Porém, de acordo com diversas reclamações já recebidas pelo PNB, essa espera pode durar meses. Só entre os meses de novembro e dezembro do ano passado, contamos as histórias de quatro pacientes que sofreram com a espera da regulação.
No dia 22 de novembro, Erineide da Mota, relatou o drama que sua família estava passando para conseguir uma regulação para a paciente Lucilia Conceição da Mota, 60 anos, moradora do João Paulo II, em Juazeiro, que na ocasião estava internada no Hospital Regional, há 49 dias.

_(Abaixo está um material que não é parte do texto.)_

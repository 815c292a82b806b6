use std::collections::BTreeMap;

use base64::engine::general_purpose::STANDARD as BASE64_STANDARD;
use base64::Engine;
use serde::Deserialize;
use serde_json::{
    //json, 
    Value as JsonValue};

use crate::firestore::error::{
    deadline_exceeded, internal_error, invalid_argument, not_found, permission_denied,
    resource_exhausted, unauthenticated, unavailable, FirestoreError, FirestoreResult,
};
use crate::firestore::model::{DocumentKey, Timestamp};
use crate::firestore::remote::serializer::JsonProtoSerializer;
use crate::firestore::value::MapValue;

#[derive(Debug, Clone)]
pub enum WatchChange {
    TargetChange(WatchTargetChange),
    DocumentChange(DocumentChange),
    DocumentDelete(DocumentDelete),
    DocumentRemove(DocumentRemove),
    ExistenceFilter(ExistenceFilterChange),
}

#[derive(Debug, Clone)]
pub struct WatchTargetChange {
    pub state: TargetChangeState,
    pub target_ids: Vec<i32>,
    pub resume_token: Option<Vec<u8>>,
    pub read_time: Option<Timestamp>,
    pub cause: Option<FirestoreError>,
}

#[derive(Debug, Clone, Copy, PartialEq, Eq)]
pub enum TargetChangeState {
    NoChange,
    Add,
    Remove,
    Current,
    Reset,
}

#[derive(Debug, Clone)]
pub struct DocumentChange {
    pub updated_target_ids: Vec<i32>,
    pub removed_target_ids: Vec<i32>,
    pub document: Option<WatchDocument>,
}

#[derive(Debug, Clone)]
pub struct WatchDocument {
    pub key: DocumentKey,
    pub fields: MapValue,
    pub update_time: Option<Timestamp>,
    pub create_time: Option<Timestamp>,
}

#[derive(Debug, Clone)]
pub struct DocumentDelete {
    pub key: DocumentKey,
    pub read_time: Option<Timestamp>,
    pub removed_target_ids: Vec<i32>,
}

#[derive(Debug, Clone)]
pub struct DocumentRemove {
    pub key: DocumentKey,
    pub read_time: Option<Timestamp>,
    pub removed_target_ids: Vec<i32>,
}

#[derive(Debug, Clone)]
pub struct ExistenceFilterChange {
    pub target_id: i32,
    pub count: i32,
}

#[derive(Debug, Deserialize)]
struct StatusCause {
    code: i32,
    #[serde(default)]
    message: Option<String>,
}

pub fn decode_watch_change(
    serializer: &JsonProtoSerializer,
    value: &JsonValue,
) -> FirestoreResult<Option<WatchChange>> {
    if let Some(target_change) = value.get("targetChange") {
        return decode_target_change(serializer, target_change).map(Some);
    }

    if let Some(document_change) = value.get("documentChange") {
        return decode_document_change(serializer, document_change).map(Some);
    }

    if let Some(document_delete) = value.get("documentDelete") {
        return decode_document_delete(serializer, document_delete).map(Some);
    }

    if let Some(document_remove) = value.get("documentRemove") {
        return decode_document_remove(serializer, document_remove).map(Some);
    }

    if let Some(filter) = value.get("filter") {
        return decode_filter_change(filter).map(Some);
    }

    Ok(None)
}

fn decode_target_change(
    serializer: &JsonProtoSerializer,
    value: &JsonValue,
) -> FirestoreResult<WatchChange> {
    let target_ids = value
        .get("targetIds")
        .and_then(JsonValue::as_array)
        .map(|entries| {
            entries
                .iter()
                .filter_map(|entry| entry.as_i64().map(|id| id as i32))
                .collect::<Vec<_>>()
        })
        .unwrap_or_default();

    let resume_token = value
        .get("resumeToken")
        .and_then(JsonValue::as_str)
        .and_then(|token| BASE64_STANDARD.decode(token).ok());

    let read_time = value
        .get("readTime")
        .and_then(JsonValue::as_str)
        .map(|timestamp| serializer.decode_timestamp_string(timestamp))
        .transpose()?;

    let state = value
        .get("targetChangeType")
        .and_then(JsonValue::as_str)
        .map(target_state_from_str)
        .unwrap_or(TargetChangeState::NoChange);

    // A `cause` with gRPC status OK (0) can still be attached to a Removed
    // target change by the backend; it is not a failure and must flow
    // through the aggregator like any other state transition.
    let cause = value
        .get("cause")
        .map(|cause| serde_json::from_value::<StatusCause>(cause.clone()))
        .transpose()
        .map_err(|err| internal_error(format!("Failed to decode watch cause: {err}")))?
        .filter(|cause| cause.code != 0)
        .map(|cause| map_grpc_status(cause.code, cause.message));

    Ok(WatchChange::TargetChange(WatchTargetChange {
        state,
        target_ids,
        resume_token,
        read_time,
        cause,
    }))
}

fn decode_document_change(
    serializer: &JsonProtoSerializer,
    value: &JsonValue,
) -> FirestoreResult<WatchChange> {
    let updated_target_ids = numeric_array(value.get("targetIds"));
    let removed_target_ids = numeric_array(value.get("removedTargetIds"));
    let document = value
        .get("document")
        .map(|doc| decode_watch_document(serializer, doc))
        .transpose()?;

    Ok(WatchChange::DocumentChange(DocumentChange {
        updated_target_ids,
        removed_target_ids,
        document,
    }))
}

fn decode_document_delete(
    serializer: &JsonProtoSerializer,
    value: &JsonValue,
) -> FirestoreResult<WatchChange> {
    let name = value
        .get("document")
        .and_then(JsonValue::as_str)
        .ok_or_else(|| invalid_argument("documentDelete missing document"))?;
    let key = serializer.document_key_from_name(name)?;
    let read_time = value
        .get("readTime")
        .and_then(JsonValue::as_str)
        .map(|timestamp| serializer.decode_timestamp_string(timestamp))
        .transpose()?;
    let removed_target_ids = numeric_array(value.get("removedTargetIds"));

    Ok(WatchChange::DocumentDelete(DocumentDelete {
        key,
        read_time,
        removed_target_ids,
    }))
}

fn decode_document_remove(
    serializer: &JsonProtoSerializer,
    value: &JsonValue,
) -> FirestoreResult<WatchChange> {
    let name = value
        .get("document")
        .and_then(JsonValue::as_str)
        .ok_or_else(|| invalid_argument("documentRemove missing document"))?;
    let key = serializer.document_key_from_name(name)?;
    let read_time = value
        .get("readTime")
        .and_then(JsonValue::as_str)
        .map(|timestamp| serializer.decode_timestamp_string(timestamp))
        .transpose()?;
    let removed_target_ids = numeric_array(value.get("removedTargetIds"));

    Ok(WatchChange::DocumentRemove(DocumentRemove {
        key,
        read_time,
        removed_target_ids,
    }))
}

fn decode_filter_change(value: &JsonValue) -> FirestoreResult<WatchChange> {
    let target_id = value
        .get("targetId")
        .and_then(JsonValue::as_i64)
        .ok_or_else(|| invalid_argument("filter missing targetId"))? as i32;
    let count = value
        .get("count")
        .and_then(JsonValue::as_i64)
        .ok_or_else(|| invalid_argument("filter missing count"))? as i32;
    Ok(WatchChange::ExistenceFilter(ExistenceFilterChange {
        target_id,
        count,
    }))
}

fn decode_watch_document(
    serializer: &JsonProtoSerializer,
    document: &JsonValue,
) -> FirestoreResult<WatchDocument> {
    let name = document
        .get("name")
        .and_then(JsonValue::as_str)
        .ok_or_else(|| invalid_argument("Watch document missing name"))?;
    let key = serializer.document_key_from_name(name)?;
    let fields = serializer
        .decode_document_fields(document)?
        .unwrap_or_else(|| MapValue::new(BTreeMap::new()));

    let update_time = document
        .get("updateTime")
        .and_then(JsonValue::as_str)
        .map(|timestamp| serializer.decode_timestamp_string(timestamp))
        .transpose()?;
    let create_time = document
        .get("createTime")
        .and_then(JsonValue::as_str)
        .map(|timestamp| serializer.decode_timestamp_string(timestamp))
        .transpose()?;

    Ok(WatchDocument {
        key,
        fields,
        update_time,
        create_time,
    })
}

fn numeric_array(value: Option<&JsonValue>) -> Vec<i32> {
    value
        .and_then(JsonValue::as_array)
        .map(|entries| {
            entries
                .iter()
                .filter_map(|entry| entry.as_i64().map(|value| value as i32))
                .collect::<Vec<_>>()
        })
        .unwrap_or_default()
}

fn target_state_from_str(value: &str) -> TargetChangeState {
    match value {
        "NO_CHANGE" => TargetChangeState::NoChange,
        "ADD" => TargetChangeState::Add,
        "REMOVE" => TargetChangeState::Remove,
        "CURRENT" => TargetChangeState::Current,
        "RESET" => TargetChangeState::Reset,
        _ => TargetChangeState::NoChange,
    }
}

fn map_grpc_status(code: i32, message: Option<String>) -> FirestoreError {
    let message = message.unwrap_or_else(|| "watch stream error".to_string());
    match code {
        3 => invalid_argument(message),
        4 => deadline_exceeded(message),
        5 => not_found(message),
        7 => permission_denied(message),
        8 => resource_exhausted(message),
        13 => internal_error(message),
        14 => unavailable(message),
        16 => unauthenticated(message),
        _ => internal_error(message),
    }
}

#[cfg(test)]
mod tests {
    use super::*;
    use crate::firestore::model::DatabaseId;
    use serde_json::json;

    fn serializer() -> JsonProtoSerializer {
        JsonProtoSerializer::new(DatabaseId::new("project", "(default)"))
    }

    #[test]
    fn decodes_target_change() {
        let change = json!({
            "targetChange": {
                "targetIds": [1, 2],
                "resumeToken": BASE64_STANDARD.encode([1u8, 2, 3]),
                "targetChangeType": "CURRENT"
            }
        });

        let decoded = decode_watch_change(&serializer(), &change)
            .unwrap()
            .unwrap();
        match decoded {
            WatchChange::TargetChange(change) => {
                assert_eq!(change.target_ids, vec![1, 2]);
                assert_eq!(change.resume_token.as_deref(), Some(&[1, 2, 3][..]));
                assert_eq!(change.state, TargetChangeState::Current);
            }
            other => panic!("unexpected change: {other:?}"),
        }
    }
}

A idosa é cega e sofre de diabetes. Ela foi internada na unidade hospitalar no dia 5 de outubro com complicações da doença. Após fazer um desbridamento, procedimento realizado para remover tecidos necrosados, ela teve um dedo do pé amputado e corria o risco de perder outro membro, caso não fosse transferida, contou a filha de Dona Lucila.
Relembre
No dia 27 de novembro, contamos o drama vivido pelo idoso Arlindo Evangelista da Silva, de 73 anos. Na época ele estava aguardando há quase uma semana por uma transferência hospitalar, para receber tratamento adequado. Segundo o filho do idoso, José Maceno da Silva, ele foi internado após sentir fortes dores, e o quadro aponta para uma pancreatite, havendo necessidade urgente de uma regulação para o Hospital Regional de Juazeiro.
Reveja
No dia 27 de novembro, também contamos a história da idosa Maria Rosália Ribeiro Nascimento, 73 anos, que focou mais de 20 dias internada na SOTE, aguardando uma regulação para o Hospital Universitário de Petrolina.

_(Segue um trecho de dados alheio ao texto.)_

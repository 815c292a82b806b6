//! Lightweight IndexedDB helpers shared across browser-facing modules.

#[cfg(all(
    feature = "wasm-web",
    target_arch = "wasm32",
    feature = "experimental-indexed-db"
))]
mod wasm {
    use wasm_bindgen::closure::Closure;
    use wasm_bindgen::JsCast;
    use wasm_bindgen::JsValue;
    use wasm_bindgen_futures::JsFuture;
    use web_sys::{
        DomStringList, Event, IdbDatabase, IdbOpenDbRequest, IdbRequest, IdbTransactionMode,
        IdbVersionChangeEvent,
    };

    #[derive(Debug)]
    pub enum IndexedDbError {
        Unsupported(&'static str),
        Operation(String),
    }

    impl std::fmt::Display for IndexedDbError {
        fn fmt(&self, f: &mut std::fmt::Formatter<'_>) -> std::fmt::Result {
            match self {
                IndexedDbError::Unsupported(msg) => write!(f, "IndexedDB unsupported: {msg}"),
                IndexedDbError::Operation(msg) => write!(f, "IndexedDB error: {msg}"),
            }
        }
    }

    impl std::error::Error for IndexedDbError {}

    pub type IndexedDbResult<T> = Result<T, IndexedDbError>;

    const UNSUPPORTED: &str = "IndexedDB APIs are not available in this environment";

    /// Opens (or creates) an IndexedDB database, ensuring that the provided object store exists.
    pub async fn open_database_with_store(
        name: &str,
        version: u32,
        store: &str,
    ) -> IndexedDbResult<IdbDatabase> {
        let window = web_sys::window().ok_or(IndexedDbError::Unsupported(UNSUPPORTED))?;
        let factory = window
            .indexed_db()
            .map_err(|err| IndexedDbError::Operation(js_value_to_string(&err)))?
            .ok_or(IndexedDbError::Unsupported(UNSUPPORTED))?;
        let request = factory
            .open_with_u32(name, version)
            .map_err(|err| IndexedDbError::Operation(js_value_to_string(&err)))?;

        let store_name = store.to_owned();
        let upgrade_handler = Closure::wrap(Box::new(move |event: IdbVersionChangeEvent| {
            if let Some(target) = event.target() {
                if let Ok(open_request) = target.dyn_into::<IdbOpenDbRequest>() {
                    if let Ok(result) = open_request.result() {
                        if let Ok(db) = result.dyn_into::<IdbDatabase>() {
                            ensure_store_exists(&db, &store_name);
                        }
                    }
                }
            }
        }) as Box<dyn FnMut(_)>);
        request.set_onupgradeneeded(Some(upgrade_handler.as_ref().unchecked_ref()));
        upgrade_handler.forget();

        let db_js = JsFuture::from(request_to_future(clone_as_idb_request(&request)))
            .await
            .map_err(|err| IndexedDbError::Operation(js_value_to_string(&err)))?;
        let db: IdbDatabase = db_js
            .dyn_into()
            .map_err(|_| IndexedDbError::Operation("Failed to acquire database handle".into()))?;
        Ok(db)
    }

    /// Reads a UTF-8 string value from the specified store and key.
    pub async fn get_string(
        db: &IdbDatabase,
        store: &str,
        key: &str,
    ) -> IndexedDbResult<Option<String>> {
        let tx = db
            .transaction_with_str_and_mode(store, IdbTransactionMode::Readonly)
            .map_err(|err| IndexedDbError::Operation(js_value_to_string(&err)))?;
        let object_store = tx
            .object_store(store)
            .map_err(|err| IndexedDbError::Operation(js_value_to_string(&err)))?;
        let request = object_store
            .get(&JsValue::from_str(key))
            .map_err(|err| IndexedDbError::Operation(js_value_to_string(&err)))?;
        let result = JsFuture::from(request_to_future(request))
            .await
            .map_err(|err| IndexedDbError::Operation(js_value_to_string(&err)))?;
        if result.is_undefined() || result.is_null() {
            Ok(None)
        } else if let Some(value) = result.as_string() {
            Ok(Some(value))
        } else {
            Err(IndexedDbError::Operation(
                "Stored value is not a string".into(),
            ))
        }
    }

    /// Writes a UTF-8 string value into the specified store/key.
    pub async fn put_string(
        db: &IdbDatabase,
        store: &str,
        key: &str,
        value: &str,
    ) -> IndexedDbResult<()> {
        let tx = db
            .transaction_with_str_and_mode(store, IdbTransactionMode::Readwrite)
            .map_err(|err| IndexedDbError::Operation(js_value_to_string(&err)))?;
        let object_store = tx
            .object_store(store)
            .map_err(|err| IndexedDbError::Operation(js_value_to_string(&err)))?;
        let request = object_store
            .put_with_key(&JsValue::from_str(value), &JsValue::from_str(key))
            .map_err(|err| IndexedDbError::Operation(js_value_to_string(&err)))?;
        JsFuture::from(request_to_future(request))
            .await
            .map_err(|err| IndexedDbError::Operation(js_value_to_string(&err)))?;
        Ok(())
    }

    /// Deletes the value stored under the given key.
    pub async fn delete_key(db: &IdbDatabase, store: &str, key: &str) -> IndexedDbResult<()> {
        let tx = db
            .transaction_with_str_and_mode(store, IdbTransactionMode::Readwrite)
            .map_err(|err| IndexedDbError::Operation(js_value_to_string(&err)))?;
        let object_store = tx
            .object_store(store)
            .map_err(|err| IndexedDbError::Operation(js_value_to_string(&err)))?;
        let request = object_store
            .delete(&JsValue::from_str(key))
            .map_err(|err| IndexedDbError::Operation(js_value_to_string(&err)))?;
        JsFuture::from(request_to_future(request))
            .await
            .map_err(|err| IndexedDbError::Operation(js_value_to_string(&err)))?;
        Ok(())
    }

    /// Deletes the entire database. Useful for tests.
    pub async fn delete_database(name: &str) -> IndexedDbResult<()> {
        let window = web_sys::window().ok_or(IndexedDbError::Unsupported(UNSUPPORTED))?;
        let factory = window
            .indexed_db()
            .map_err(|err| IndexedDbError::Operation(js_value_to_string(&err)))?
            .ok_or(IndexedDbError::Unsupported(UNSUPPORTED))?;
        let request = factory
            .delete_database(name)
            .map_err(|err| IndexedDbError::Operation(js_value_to_string(&err)))?;
        JsFuture::from(request_to_future(clone_as_idb_request(&request)))
            .await
            .map_err(|err| IndexedDbError::Operation(js_value_to_string(&err)))?;
        Ok(())
    }

    fn ensure_store_exists(db: &IdbDatabase, store: &str) {
        let existing = db.object_store_names();
        if !dom_string_list_contains(&existing, store) {
            let _ = db.create_object_store(store);
        }
    }

    fn dom_string_list_contains(list: &DomStringList, target: &str) -> bool {
        for idx in 0..list.length() {
            if let Some(value) = list.item(idx) {
                if value == target {
                    return true;
                }
            }
        }
        false
    }

    fn request_to_future(request: IdbRequest) -> js_sys::Promise {
        let success_request = request.clone();
        let error_request = request.clone();
        js_sys::Promise::new(&mut move |resolve, reject| {
            let resolve_fn = resolve.clone();
            let reject_for_success = reject.clone();
            let success_request_clone = success_request.clone();
            let success = Closure::once(
                Box::new(move |_event: Event| match success_request_clone.result() {
                    Ok(result) => {
                        let _ = resolve_fn.call1(&JsValue::UNDEFINED, &result);
                    }
                    Err(err) => {
                        let _ = reject_for_success.call1(&JsValue::UNDEFINED, &err);
                    }
                }) as Box<dyn FnMut(_)>,
            );
            request.set_onsuccess(Some(success.as_ref().unchecked_ref()));
            success.forget();

            let reject_fn = reject.clone();
            let error_request_clone = error_request.clone();
            let error = Closure::once(Box::new(move |_event: Event| {
                match error_request_clone.error() {
                    Ok(Some(err)) => {
                        let _ = reject_fn.call1(&JsValue::UNDEFINED, &err);
                    }
                    Ok(None) => {
                        let _ = reject_fn.call1(&JsValue::UNDEFINED, &JsValue::NULL);
                    }
                    Err(js_err) => {
                        let _ = reject_fn.call1(&JsValue::UNDEFINED, &js_err);
                    }
                }
            }) as Box<dyn FnMut(_)>);
            request.set_onerror(Some(error.as_ref().unchecked_ref()));
            error.forget();
        })
    }

    fn clone_as_idb_request(request: &IdbOpenDbRequest) -> IdbRequest {
        request.clone().unchecked_into::<IdbRequest>()
    }

    fn js_value_to_string(value: &JsValue) -> String {
        if let Some(exception) = value.dyn_ref::<web_sys::DomException>() {
            format!("{}: {}", exception.name(), exception.message())
        } else if let Some(text) = value.as_string() {
            text
        } else {
            format!("{:?}", value)
        }
    }

    pub use IndexedDbError as Error;
}

#[cfg(all(
    feature = "wasm-web",
    target_arch = "wasm32",
    feature = "experimental-indexed-db"
))]
pub use wasm::*;

#[cfg(not(all(
    feature = "wasm-web",
    target_arch = "wasm32",
    feature = "experimental-indexed-db"
)))]
mod stub {

    #[derive(Debug)]
    pub enum IndexedDbError {
        Unsupported,
    }

    impl std::fmt::Display for IndexedDbError {
        fn fmt(&self, f: &mut std::fmt::Formatter<'_>) -> std::fmt::Result {
            write!(f, "IndexedDB not supported on this target")
        }
    }

    impl std::error::Error for IndexedDbError {}

    pub type IndexedDbResult<T> = std::result::Result<T, IndexedDbError>;

    pub type IdbDatabase = ();

    pub async fn open_database_with_store(
        _name: &str,
        _version: u32,
        _store: &str,
    ) -> IndexedDbResult<IdbDatabase> {
        Err(IndexedDbError::Unsupported)
    }

    pub async fn get_string(
        _db: &IdbDatabase,
        _store: &str,
        _key: &str,
    ) -> IndexedDbResult<Option<String>> {
        Err(IndexedDbError::Unsupported)
    }

    pub async fn put_string(
        _db: &IdbDatabase,
        _store: &str,
        _key: &str,
        _value: &str,
    ) -> IndexedDbResult<()> {
        Err(IndexedDbError::Unsupported)
    }

    pub async fn delete_key(_db: &IdbDatabase, _store: &str, _key: &str) -> IndexedDbResult<()> {
        Err(IndexedDbError::Unsupported)
    }

    pub async fn delete_database(_name: &str) -> IndexedDbResult<()> {
        Err(IndexedDbError::Unsupported)
    }

    pub use IndexedDbError as Error;
}

#[cfg(not(all(
    feature = "wasm-web",
    target_arch = "wasm32",
    feature = "experimental-indexed-db"
)))]
pub use stub::*;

“A gente fica desesperado, sem saber o que fazer. É sofrido, é doído, para ela e para nós. Eu peço encarecidamente as autoridades que resolvam esta situação. Que a Secretaria de Saúde de Juazeiro tome uma providência. É uma vida, não importa a idade. Não temos condições de fazer particular. Já pesquisamos e esta cirurgia custa 70 mil reais. Não temos esse dinheiro. Que vocês olhem com amor para o próximo. Têm varias pessoas na mesma situação dela, que passou a vida inteira pagando impostos e na hora que precisa não tem assistência”, apelou a filha na época.
Veja
No dia 7 de dezembro, Karmem Silva, moradora do bairro João Paulo Segundo, relatou o drama que sua família estava vivendo, após a mãe sofrer uma queda e quebrar o fêmur. Internada no Hospital SOTE, em Juazeiro, desde o último dia 29 de novembro, Dona Ingraça de Deus da Silva, 74 anos, esperava por uma regulação.

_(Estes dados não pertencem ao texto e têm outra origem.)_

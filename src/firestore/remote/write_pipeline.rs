use std::collections::VecDeque;

use crate::firestore::remote::mutation::MutationBatch;

/// Maximum number of mutation batches the remote store keeps in flight to
/// the write stream at once. Once full, newly queued batches wait locally
/// until an earlier one is acknowledged or rejected.
pub const MAX_PENDING_WRITES: usize = 10;

/// Bounded FIFO of mutation batches in flight to the write stream.
///
/// Batches leave the pipeline strictly from the front, in the order they
/// were sent, matching the write stream's in-order acknowledgement
/// guarantee.
#[derive(Default)]
pub struct WritePipeline {
    batches: VecDeque<MutationBatch>,
}

impl WritePipeline {
    pub fn new() -> Self {
        Self::default()
    }

    pub fn len(&self) -> usize {
        self.batches.len()
    }

    pub fn is_empty(&self) -> bool {
        self.batches.is_empty()
    }

    /// Whether another batch can be added without exceeding the pipeline's
    /// capacity.
    pub fn can_add(&self) -> bool {
        self.batches.len() < MAX_PENDING_WRITES
    }

    pub fn enqueue(&mut self, batch: MutationBatch) {
        debug_assert!(self.can_add(), "write pipeline exceeded its capacity");
        self.batches.push_back(batch);
    }

    pub fn peek_first(&self) -> Option<&MutationBatch> {
        self.batches.front()
    }

    pub fn pop_first(&mut self) -> Option<MutationBatch> {
        self.batches.pop_front()
    }

    pub fn iter(&self) -> impl Iterator<Item = &MutationBatch> {
        self.batches.iter()
    }

    pub fn clear(&mut self) {
        self.batches.clear();
    }

    pub fn last_batch_id(&self) -> Option<i32> {
        self.batches.back().map(|batch| batch.batch_id)
    }
}

#[cfg(test)]
mod tests {
    use super::*;
    use crate::firestore::model::Timestamp;

    fn batch(id: i32) -> MutationBatch {
        MutationBatch::from_writes(id, Timestamp::now(), Vec::new())
    }

    #[test]
    fn fifo_order_and_capacity() {
        let mut pipeline = WritePipeline::new();
        for id in 0..MAX_PENDING_WRITES as i32 {
            assert!(pipeline.can_add());
            pipeline.enqueue(batch(id));
        }
        assert!(!pipeline.can_add());
        assert_eq!(pipeline.peek_first().unwrap().batch_id, 0);

        let popped = pipeline.pop_first().unwrap();
        assert_eq!(popped.batch_id, 0);
        assert!(pipeline.can_add());
    }
}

De acordo com a filha, ela sofre com um câncer, já em metástase, há mais de 5 anos.
“Ela é paciente oncológica, faz tratamento de câncer há mais de 5 anos. Só que o caso dela se agravou, chegando a comprometer todos os ossos dela, e apresentando metástase. Quarta-feira passada, dia 29, andando, ela quebrou o fêmur, e foi quando levamos para SOTE. Desde então ela está lá, sentindo muita dor ,vive sedada pelos medicamentos por conta da dor “, relatou Karme Silva na ocasião.